I recently joined the WCG team after folding for a couple of weeks, but.... Any time i open the Bionic manager and get is working my F@H point halve 
I usually run at about 4000ppd but with bionic running it's gone down to about 1600 ppd, i've tried reducing the cpu usage of bionic to 50% but it has no effect. Any ideas as to what i'm doing wrong?
I'm currently using F@H gpu client + Bionic x64 client


----------



## BUCK NASTY (May 7, 2009)

You need to set F@H to have a higher priority. Use the *-configonly* flag to change the priority from *idle to low*. If that does not work, you must seperate the clients on individual cores of the CPU. Use *Get & Set Affinty* to accomplish this.


----------



## 123bob (May 7, 2009)

BUCK NASTY said:


> You need to set F@H to have a higher priority. Use the *-configonly* flag to change the priority from *idle to low*. If that does not work, you must seperate the clients on individual cores of the CPU. Use *Get & Set Affinty* to accomplish this.

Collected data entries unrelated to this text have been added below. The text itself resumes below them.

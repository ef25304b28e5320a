use crate::client::CongressClient;
use crate::error::ApiResult;
use crate::request::{ListOptions, RequestBuilder};
use crate::types::{CommitteePrintDetail, CommitteePrintItem, CommitteePrintText};

impl CongressClient {
    pub fn list_committee_prints(
        &self,
        options: &ListOptions,
    ) -> ApiResult<Vec<CommitteePrintItem>> {
        self.get_list(
            RequestBuilder::new("/committee-print"),
            options,
            "committeePrints",
        )
    }

    pub fn list_committee_prints_by_congress(
        &self,
        congress: u32,
        options: &ListOptions,
    ) -> ApiResult<Vec<CommitteePrintItem>> {
        self.get_list(
            RequestBuilder::new("/committee-print/{congress}").path(congress),
            options,
            "committeePrints",
        )
    }

    pub fn list_committee_prints_by_chamber(
        &self,
        congress: u32,
        chamber: &str,
        options: &ListOptions,
    ) -> ApiResult<Vec<CommitteePrintItem>> {
        self.get_list(
            RequestBuilder::new("/committee-print/{congress}/{chamber}")
                .path(congress)
                .path(chamber),
            options,
            "committeePrints",
        )
    }

    pub fn get_committee_print(
        &self,
        congress: u32,
        chamber: &str,
        jacket_number: u32,
    ) -> ApiResult<CommitteePrintDetail> {
        self.get_one(
            RequestBuilder::new("/committee-print/{congress}/{chamber}/{jacketNumber}")
                .path(congress)
                .path(chamber)
                .path(jacket_number),
            "committeePrint",
        )
    }

    pub fn get_committee_print_text(
        &self,
        congress: u32,
        chamber: &str,
        jacket_number: u32,
    ) -> ApiResult<Vec<CommitteePrintText>> {
        self.get_list(
            RequestBuilder::new("/committee-print/{congress}/{chamber}/{jacketNumber}/text")
                .path(congress)
                .path(chamber)
                .path(jacket_number),
            &ListOptions::new(),
            "text",
        )
    }
}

Buck, (or anyone) where do you set this flag?  Is it in a config file of the client?

Also, where is a good place to find daily type stats.  The page I get on fahmon seems to only show my totals, not my daily output.

OK, last noob question... What should I be expecting in ppd from a stock 8800GTX?

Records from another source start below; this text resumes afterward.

use crate::client::CongressClient;
use crate::error::ApiResult;
use crate::request::{ListOptions, RequestBuilder};
use crate::types::{CommitteeBill, CommitteeDetailInfo, CommitteeItem};

impl CongressClient {
    pub fn list_committees(&self, options: &ListOptions) -> ApiResult<Vec<CommitteeItem>> {
        self.get_list(RequestBuilder::new("/committee"), options, "committees")
    }

    /// Committees of one chamber: `house`, `senate` or `joint`.
    pub fn list_committees_by_chamber(
        &self,
        chamber: &str,
        options: &ListOptions,
    ) -> ApiResult<Vec<CommitteeItem>> {
        self.get_list(
            RequestBuilder::new("/committee/{chamber}").path(chamber),
            options,
            "committees",
        )
    }

    pub fn list_committees_by_congress(
        &self,
        congress: u32,
        options: &ListOptions,
    ) -> ApiResult<Vec<CommitteeItem>> {
        self.get_list(
            RequestBuilder::new("/committee/{congress}").path(congress),
            options,
            "committees",
        )
    }

    pub fn list_committees_by_congress_and_chamber(
        &self,
        congress: u32,
        chamber: &str,
        options: &ListOptions,
    ) -> ApiResult<Vec<CommitteeItem>> {
        self.get_list(
            RequestBuilder::new("/committee/{congress}/{chamber}")
                .path(congress)
                .path(chamber),
            options,
            "committees",
        )
    }

    pub fn get_committee(
        &self,
        chamber: &str,
        committee_code: &str,
    ) -> ApiResult<CommitteeDetailInfo> {
        self.get_one(
            RequestBuilder::new("/committee/{chamber}/{committeeCode}")
                .path(chamber)
                .path(committee_code),
            "committee",
        )
    }

    pub fn get_committee_bills(
        &self,
        chamber: &str,
        committee_code: &str,
        options: &ListOptions,
    ) -> ApiResult<Vec<CommitteeBill>> {
        self.get_list(
            RequestBuilder::new("/committee/{chamber}/{committeeCode}/bills")
                .path(chamber)
                .path(committee_code),
            options,
            "bills",
        )
    }
}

Sorry for the questions.  I cruised around a bit before asking, but couldn't seem to find answers.  F@H appears to be running fine on this farm cruncher rig, I just want to make sure it's not loafing around on me...

Regards,
Bob


----------



## bogmali (May 7, 2009)

Make a similar shortcut (if you already have one on your desktop) of your GPU client and rename it (you don't have to). Right click on it and select Properties. On the "Target" box you should see the address location of your client. Go to the end of that string, put a space and insert the *-configonly *flag. This will reset your client and reconfigure it to the settings that Buck mentioned.


----------



## stanhemi (May 7, 2009)

you can check your stats 
http://folding.extremeoverclocking.com/team_summary.php?s=&t=50711
http://kakaostats.com/t.php?t=50711


----------



## CyberDruid (May 7, 2009)

bogmali said:


> Make a similar shortcut (if you already have one on your desktop) of your GPU client and rename it (you don't have to). Right click on it and select Properties. On the "Target" box you should see the address location of your client. Go to the end of that string, put a space and insert the *-configonly *flag. This will reset your client and reconfigure it to the settings that Buck mentioned.

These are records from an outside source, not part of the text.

//! Bills and the sub-resources hanging off a single bill.

use serde::{Deserialize, Serialize};

use super::members::Sponsor;

/// Most recent action on a bill or amendment.
#[derive(Debug, Clone, Default, PartialEq, Eq, Serialize, Deserialize)]
#[serde(rename_all = "camelCase")]
pub struct LatestAction {
    pub action_date: Option<String>,
    pub text: Option<String>,
}

/// A bill as it appears in list responses.
#[derive(Debug, Clone, Default, PartialEq, Eq, Serialize, Deserialize)]
#[serde(rename_all = "camelCase")]
pub struct Bill {
    pub congress: Option<u32>,
    pub latest_action: Option<LatestAction>,
    pub number: Option<String>,
    pub origin_chamber: Option<String>,
    pub origin_chamber_code: Option<String>,
    pub title: Option<String>,
    #[serde(rename = "type")]
    pub bill_type: Option<String>,
    pub update_date: Option<String>,
    pub update_date_including_text: Option<String>,
    pub url: Option<String>,
}

/// Full bill record. A superset of [`Bill`].
#[derive(Debug, Clone, Default, PartialEq, Eq, Serialize, Deserialize)]
#[serde(rename_all = "camelCase")]
pub struct BillDetail {
    pub congress: Option<u32>,
    pub latest_action: Option<LatestAction>,
    pub number: Option<String>,
    pub origin_chamber: Option<String>,
    pub origin_chamber_code: Option<String>,
    pub title: Option<String>,
    #[serde(rename = "type")]
    pub bill_type: Option<String>,
    pub update_date: Option<String>,
    pub update_date_including_text: Option<String>,
    pub url: Option<String>,
    pub introduced_date: Option<String>,
    pub sponsors: Option<Vec<Sponsor>>,
    pub policy_area: Option<PolicyArea>,
    pub laws: Option<Vec<Law>>,
}

/// Public or private law enacted from a bill.
#[derive(Debug, Clone, Default, PartialEq, Eq, Serialize, Deserialize)]
pub struct Law {
    pub number: Option<String>,
    #[serde(rename = "type")]
    pub law_type: Option<String>,
}

#[derive(Debug, Clone, Default, PartialEq, Eq, Serialize, Deserialize)]
pub struct PolicyArea {
    pub name: Option<String>,
}

#[derive(Debug, Clone, Default, PartialEq, Eq, Serialize, Deserialize)]
#[serde(rename_all = "camelCase")]
pub struct Action {
    pub action_code: Option<String>,
    pub action_date: Option<String>,
    pub text: Option<String>,
    #[serde(rename = "type")]
    pub action_type: Option<String>,
}

#[derive(Debug, Clone, Default, PartialEq, Eq, Serialize, Deserialize)]
#[serde(rename_all = "camelCase")]
pub struct Amendment {
    pub congress: Option<u32>,
    pub latest_action: Option<LatestAction>,
    pub number: Option<String>,
    #[serde(rename = "type")]
    pub amendment_type: Option<String>,
    pub url: Option<String>,
}

/// Committee reference attached to a bill.
#[derive(Debug, Clone, Default, PartialEq, Eq, Serialize, Deserialize)]
#[serde(rename_all = "camelCase")]
pub struct Committee {
    pub name: Option<String>,
    pub system_code: Option<String>,
    pub url: Option<String>,
}

#[derive(Debug, Clone, Default, PartialEq, Eq, Serialize, Deserialize)]
#[serde(rename_all = "camelCase")]
pub struct Cosponsor {
    pub bioguide_id: Option<String>,
    pub first_name: Option<String>,
    pub last_name: Option<String>,
    pub full_name: Option<String>,
    pub state: Option<String>,
    pub party: Option<String>,
    pub sponsorship_date: Option<String>,
    pub is_original_cosponsor: Option<bool>,
}

/// A bill related to another one. Unlike [`Bill`], `number` is numeric here.
#[derive(Debug, Clone, Default, PartialEq, Eq, Serialize, Deserialize)]
#[serde(rename_all = "camelCase")]
pub struct RelatedBill {
    pub congress: Option<u32>,
    pub number: Option<u32>,
    #[serde(rename = "type")]
    pub bill_type: Option<String>,
    pub title: Option<String>,
    pub url: Option<String>,
    pub latest_action: Option<LatestAction>,
    pub relationship_details: Option<Vec<RelationshipDetail>>,
}

#[derive(Debug, Clone, Default, PartialEq, Eq, Serialize, Deserialize)]
#[serde(rename_all = "camelCase")]
pub struct RelationshipDetail {
    pub identified_by: Option<String>,
    #[serde(rename = "type")]
    pub relationship_type: Option<String>,
}

/// Subject terms for one bill, returned under the `subjects` key.
#[derive(Debug, Clone, Default, PartialEq, Eq, Serialize, Deserialize)]
#[serde(rename_all = "camelCase")]
pub struct BillSubjects {
    pub legislative_subjects: Option<Vec<Subject>>,
    pub policy_area: Option<PolicyArea>,
}

#[derive(Debug, Clone, Default, PartialEq, Eq, Serialize, Deserialize)]
#[serde(rename_all = "camelCase")]
pub struct Subject {
    pub name: Option<String>,
    pub update_date: Option<String>,
}

/// CRS summary of one bill version.
#[derive(Debug, Clone, Default, PartialEq, Eq, Serialize, Deserialize)]
#[serde(rename_all = "camelCase")]
pub struct Summary {
    pub action_date: Option<String>,
    pub action_desc: Option<String>,
    pub text: Option<String>,
    pub update_date: Option<String>,
    pub version_code: Option<String>,
}

#[derive(Debug, Clone, Default, PartialEq, Eq, Serialize, Deserialize)]
pub struct TextVersion {
    pub date: Option<String>,
    #[serde(rename = "type")]
    pub text_type: Option<String>,
    pub formats: Option<Vec<TextFormat>>,
}

#[derive(Debug, Clone, Default, PartialEq, Eq, Serialize, Deserialize)]
pub struct TextFormat {
    #[serde(rename = "type")]
    pub format_type: Option<String>,
    pub url: Option<String>,
}

#[derive(Debug, Clone, Default, PartialEq, Eq, Serialize, Deserialize)]
#[serde(rename_all = "camelCase")]
pub struct Title {
    pub title: Option<String>,
    pub title_type: Option<String>,
    pub title_type_code: Option<u32>,
}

Don't forget you will need to remove the -configonly flag or every time you use the shortcut it will open the config console and close 

If you are using a 32 bit OS you will see more CPU overhead on GPU F@H.


----------



## bogmali (May 7, 2009)

CyberDruid said:


> Don't forget you will need to remove the -configonly flag or every time you use the shortcut it will open the config console and close



In my case I just copy the original shortcut and rename it configonly so I know the difference between the two


----------



## 123bob (May 7, 2009)

_Thanks much guys._ 

I just put on a second machine.  This machine had an 8600GTS loafing around in it.  I'll see what else I have laying around to throw at it.

Bob


----------



## silkstone (May 8, 2009)

Thanks buck. i got folding working again, it's now at 3500ppd, so slightly lower than before. but much much better than the 1500ppd i was getting


----------